C’est la première fois depuis le 9 avril que cet indicateur, très surveillé, n’est plus en baisse.

L’épidémie a provoqué 16 nouveaux décès dans les hôpitaux en 24 heures. Au moins 30 254 personnes sont mortes depuis le début de l’épidémie, dont 19 739 dans les hôpitaux et 10 515 dans les établissements sociaux et médicaux-sociaux (Ehpad). Le bilan des décès dans ces établissements sera actualisé le mardi 4 août.

La circulation du virus reste «soutenue avec un nombre de cas quotidiens en augmentation et supérieur à 1000», insiste la DGS. 

Dans son point épidémiologique hebdomadaire, l’agence sanitaire Santé publique France (SpF) relève également une «augmentation marquée de l’incidence» de la maladie (c’est-à-dire le nombre de nouveaux cas) de 54% par rapport à la semaine précédente, «particulièrement chez les 20-30 ans».

Cette hausse, «notamment des cas symptomatiques», «ne peut s’expliquer par la seule augmentation des actions de dépistage», souligne l’agence sanitaire. 

«Des efforts rapides et importants sont nécessaires. Individuellement et collectivement, nous devons agir dès maintenant pour freiner cette propagation virale active», alerte le service du ministère de la Santé.

Sont nécessaires «l’application, partout et en permanence, des mesures barrière, le respect de la distanciation physique, un test rapidement au moindre doute, l’utilisation de StopCovid, le respect des mesures de quatorzaine et d’isolement», rappelle la DGS.

Santé publique France observe, de son côté, une «diminution de l’adoption systématique des mesures de prévention (garder une distance d’au moins 1 mètre, saluer sans serrer la main, arrêter les embrassades)», même si le «port du masque en public est plus systématique».

«En cette période estivale, les événements familiaux et amicaux, les grands rassemblements culturels et festifs sont particulièrement à risque de transmission virale et doivent entraîner une mobilisation particulière de tous les participants», souligne la DGS.

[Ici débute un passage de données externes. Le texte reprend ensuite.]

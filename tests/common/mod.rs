//! Shared fixtures for integration tests.

use serde_json::{json, Value};

use edge_router::edge::ViewerRequestEvent;
use edge_router::routing::Router;
use edge_router::rules::RuleCompiler;

pub const DEFAULT_HOST: &str = "d111111abcdef8.cloudfront.net";

/// Build a viewer-request event the way the CDN delivers it.
#[allow(dead_code)]
pub fn create_event(uri: &str) -> ViewerRequestEvent {
    create_event_for_host(uri, DEFAULT_HOST)
}

#[allow(dead_code)]
pub fn create_event_for_host(uri: &str, host: &str) -> ViewerRequestEvent {
    serde_json::from_value(event_json(uri, host)).expect("fixture event is valid")
}

#[allow(dead_code)]
pub fn event_json(uri: &str, host: &str) -> Value {
    json!({
        "Records": [{
            "cf": {
                "config": {
                    "distributionDomainName": "d123.cloudfront.net",
                    "distributionId": "EDFDVBD6EXAMPLE",
                    "eventType": "viewer-request",
                    "requestId": "MRVMF7KydIvxMWfJIglgwHQwZsbG2IhRJ07sn9AkKUFSHS9EXAMPLE=="
                },
                "request": {
                    "clientIp": "2001:0db8:85a3:0:0:8a2e:0370:7334",
                    "querystring": "size=large",
                    "uri": uri,
                    "method": "GET",
                    "headers": {
                        "host": [{"key": "Host", "value": host}],
                        "user-agent": [{"key": "User-Agent", "value": "curl/7.18.1"}]
                    },
                    "origin": {
                        "s3": {
                            "authMethod": "origin-access-identity",
                            "domainName": "my-bucket.s3.amazonaws.com",
                            "path": "/s3_path",
                            "region": "us-east-1"
                        }
                    }
                }
            }
        }]
    })
}

/// Compile line rules, failing the test on any compilation error.
#[allow(dead_code)]
pub fn router(text: &str) -> Router {
    let outcome = RuleCompiler::new().compile_text(text);
    assert!(outcome.errors.is_empty(), "unexpected errors: {:?}", outcome.errors);
    Router::new(outcome.rules)
}

/// Assert a rendered output is a 301 pointing at `location`.
#[allow(dead_code)]
pub fn expect_redirect(output: &Value, location: &str) {
    assert_eq!(output["status"], "301");
    let header = output["headers"]["location"].as_array().expect("location header");
    assert_eq!(header.len(), 1);
    assert_eq!(header[0]["key"], "Location");
    assert_eq!(header[0]["value"], location);
}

Avec la vague de chaleur qui touche 13 départements français, la DGS appelle en outre à une «attention particulière» envers les personnes âgées, mais en maintenant les gestes barrières. 

«Il ne faut jamais humidifier le masque, même si cela peut procurer une sensation de rafraîchissement. Si le masque est humide (transpiration), il faut le changer, car son efficacité n’est plus assurée», insiste la DGS.